Will Meyerriecks obviously has a consuming interest in his topics, but he is hardly an uncritical chronicler. He explains the dangers, both to workers and the environment, in the technology and processes, and he also quotes often from 19th-century sources — thereby demonstrating that people knew better at the time.

Meyerriecks book is well indexed with copious source notes, and still quite readable; here’s the start of the section about timbering:

“As the miners sunk shafts, advanced drifts, raises and crosscuts, and mined ore from the stopes, support of the surrounding rock was often necessary. Unsafe rock is generally referred to as bad ground. The different methods of timbering that were developed had as their primary goal the safety of the miner.1

“Other benefits, and dangers, for the miners were often direct side effects of the various timbering strategies used. The reader should appreciate that none of the timbering schemes ever developed will support a mountain if it wants to move; a zillion tons of rock does what it likes, and no arrangement of match sticks is going to stop it.”
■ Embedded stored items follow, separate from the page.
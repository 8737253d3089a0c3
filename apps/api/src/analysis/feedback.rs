//! Feedback generator: ordered `(predicate, message)` tables for strengths,
//! weaknesses and improvements.
//!
//! Rules are evaluated in table order and never deduplicated against each
//! other, so a resume can be praised and criticized on overlapping thresholds.

use crate::analysis::scanner::TextSignals;
use crate::models::analysis::{FeedbackItem, ScoreVector};

const MAX_IMPROVEMENTS: usize = 5;

const STRENGTH_FALLBACK: &str = "CV provides basic professional information";
const WEAKNESS_FALLBACK: &str = "Consider adding more specific details";

/// A single threshold rule.
pub struct FeedbackRule {
    pub applies: fn(&TextSignals, &ScoreVector) -> bool,
    pub message: &'static str,
}

fn rule(applies: fn(&TextSignals, &ScoreVector) -> bool, message: &'static str) -> FeedbackRule {
    FeedbackRule { applies, message }
}

pub fn strength_rules() -> [FeedbackRule; 6] {
    [
        rule(
            |_, sc| sc.keyword_optimization > 60,
            "Good use of industry-relevant keywords and technical terms",
        ),
        rule(
            |s, _| s.metric_hits >= 2,
            "Includes quantifiable achievements with metrics",
        ),
        rule(
            |s, _| s.action_verbs >= 5,
            "Strong action verbs used to describe accomplishments",
        ),
        rule(
            |s, _| s.char_len > 1000,
            "Comprehensive work history with detailed experience",
        ),
        rule(
            |s, _| s.mentions_any(&["certification", "certified"]),
            "Professional certifications enhance credibility",
        ),
        rule(
            |_, sc| sc.readability_structure > 70,
            "Well-structured content with clear organization",
        ),
    ]
}

pub fn weakness_rules() -> [FeedbackRule; 6] {
    [
        rule(
            |_, sc| sc.keyword_optimization < 50,
            "Missing industry-specific keywords for ATS optimization",
        ),
        rule(
            |s, _| s.metric_hits < 2,
            "Lacks measurable achievements and quantifiable results",
        ),
        rule(
            |s, _| s.action_verbs < 3,
            "Weak action verbs - consider using stronger language",
        ),
        rule(
            |s, _| s.char_len < 500,
            "CV content is too brief - add more detail",
        ),
        rule(
            |s, _| !s.mentions_any(&["summary", "objective", "profile"]),
            "Missing professional summary section",
        ),
        rule(
            |_, sc| sc.ats_compatibility < 60,
            "Format may not be fully ATS-compatible",
        ),
    ]
}

pub fn improvement_rules() -> [FeedbackRule; 7] {
    [
        rule(
            |s, _| s.metric_hits < 3,
            "Add specific metrics to achievements (e.g., 'Increased sales by 25%', 'Managed team of 10')",
        ),
        rule(
            |_, sc| sc.keyword_optimization < 70,
            "Include more industry-standard keywords relevant to your target role",
        ),
        rule(
            |s, _| !s.mentions_any(&["summary", "profile"]),
            "Add a compelling professional summary at the top of your CV",
        ),
        rule(
            |s, _| s.action_verbs < 5,
            "Start bullet points with strong action verbs (Led, Developed, Implemented, etc.)",
        ),
        rule(
            |s, _| !s.mentions_any(&["skill"]),
            "Add a dedicated skills section organized by category",
        ),
        rule(
            |s, _| s.char_len < 800,
            "Expand on your work experience with more specific accomplishments",
        ),
        rule(
            |s, _| !s.mentions_any(&["certification", "certified"]),
            "Consider adding relevant certifications to strengthen your profile",
        ),
    ]
}

fn fired<'r>(
    rules: &'r [FeedbackRule],
    signals: &'r TextSignals,
    scores: &'r ScoreVector,
) -> impl Iterator<Item = &'static str> + 'r {
    rules
        .iter()
        .filter(move |r| (r.applies)(signals, scores))
        .map(|r| r.message)
}

/// Every strength rule that fires, or a single fallback item.
pub fn analyze_strengths(signals: &TextSignals, scores: &ScoreVector) -> Vec<FeedbackItem> {
    let mut items: Vec<FeedbackItem> = fired(&strength_rules(), signals, scores)
        .map(FeedbackItem::new)
        .collect();
    if items.is_empty() {
        items.push(FeedbackItem::new(STRENGTH_FALLBACK));
    }
    items
}

/// Every weakness rule that fires, or a single fallback item.
pub fn analyze_weaknesses(signals: &TextSignals, scores: &ScoreVector) -> Vec<FeedbackItem> {
    let mut items: Vec<FeedbackItem> = fired(&weakness_rules(), signals, scores)
        .map(FeedbackItem::new)
        .collect();
    if items.is_empty() {
        items.push(FeedbackItem::new(WEAKNESS_FALLBACK));
    }
    items
}

/// The first five improvement rules that fire, in table order. May be empty.
pub fn generate_improvements(signals: &TextSignals, scores: &ScoreVector) -> Vec<String> {
    fired(&improvement_rules(), signals, scores)
        .take(MAX_IMPROVEMENTS)
        .map(String::from)
        .collect()
}

#[cfg(test)]
mod tests {
    use super::*;

    fn scores(ats: u32, keyword: u32, readability: u32) -> ScoreVector {
        ScoreVector {
            ats_compatibility: ats,
            content_quality: 50,
            keyword_optimization: keyword,
            readability_structure: readability,
            role_fit: 50,
            overall: 50,
        }
    }

    #[test]
    fn test_empty_text_gets_strength_fallback() {
        let s = TextSignals::scan("");
        let items = analyze_strengths(&s, &scores(40, 30, 50));
        assert_eq!(items, vec![FeedbackItem::new(STRENGTH_FALLBACK)]);
    }

    #[test]
    fn test_empty_text_fires_every_weakness() {
        let s = TextSignals::scan("");
        let items = analyze_weaknesses(&s, &scores(40, 30, 50));
        assert_eq!(items.len(), 6);
        assert_eq!(items[0].text, "Missing industry-specific keywords for ATS optimization");
        assert_eq!(items[5].text, "Format may not be fully ATS-compatible");
    }

    #[test]
    fn test_weakness_fallback_when_nothing_fires() {
        let text = format!(
            "Professional summary. {} 10% 20% led developed implemented",
            "x".repeat(600)
        );
        let s = TextSignals::scan(&text);
        let items = analyze_weaknesses(&s, &scores(70, 60, 60));
        assert_eq!(items, vec![FeedbackItem::new(WEAKNESS_FALLBACK)]);
    }

    #[test]
    fn test_improvements_truncated_to_first_five_in_rule_order() {
        let s = TextSignals::scan("");
        let items = generate_improvements(&s, &scores(40, 30, 50));
        assert_eq!(items.len(), 5);
        assert!(items[0].starts_with("Add specific metrics"));
        assert!(items[4].starts_with("Add a dedicated skills section"));
        assert!(!items.iter().any(|i| i.contains("certifications")));
    }

    #[test]
    fn test_improvements_can_be_empty() {
        let text = format!(
            "Summary. Skills. AWS certified. 10% 20% 30% led developed implemented created designed {}",
            "x".repeat(800)
        );
        let s = TextSignals::scan(&text);
        assert!(generate_improvements(&s, &scores(80, 80, 80)).is_empty());
    }

    #[test]
    fn test_strength_and_weakness_rules_are_independent() {
        // keyword_optimization 65 praises keywords yet still triggers the < 70 improvement.
        let s = TextSignals::scan("certified");
        let sc = scores(40, 65, 50);
        let strengths = analyze_strengths(&s, &sc);
        let improvements = generate_improvements(&s, &sc);
        assert_eq!(
            strengths[0].text,
            "Good use of industry-relevant keywords and technical terms"
        );
        assert!(improvements
            .iter()
            .any(|i| i.starts_with("Include more industry-standard keywords")));
        assert!(strengths
            .iter()
            .any(|i| i.text == "Professional certifications enhance credibility"));
    }

    #[test]
    fn test_strength_order_follows_table() {
        let text = format!("certified 10% 20% {}", "y".repeat(1000));
        let s = TextSignals::scan(&text);
        let items = analyze_strengths(&s, &scores(40, 30, 75));
        let texts: Vec<&str> = items.iter().map(|i| i.text.as_str()).collect();
        assert_eq!(
            texts,
            vec![
                "Includes quantifiable achievements with metrics",
                "Comprehensive work history with detailed experience",
                "Professional certifications enhance credibility",
                "Well-structured content with clear organization",
            ]
        );
    }
}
And now for that note: “1 In many mines, the primary goal seems to have been keeping the workings open for exploitation. Safety for the miners appears secondary. Crampton [Frank A. Crampton, author of A Working Stiff in the Western Mining Camps] experienced this first-hand, and was even warned about the mine he went to work in: ‘Down there men are cheaper than timber.'”

So if you’ve ever had reason to wonder about stulls and cribbing, or chlorination and roasting, or Wilfley tables (used at Climax) and Burleigh drills — this is the book you need. It explains a big chunk of our history that is often ignored.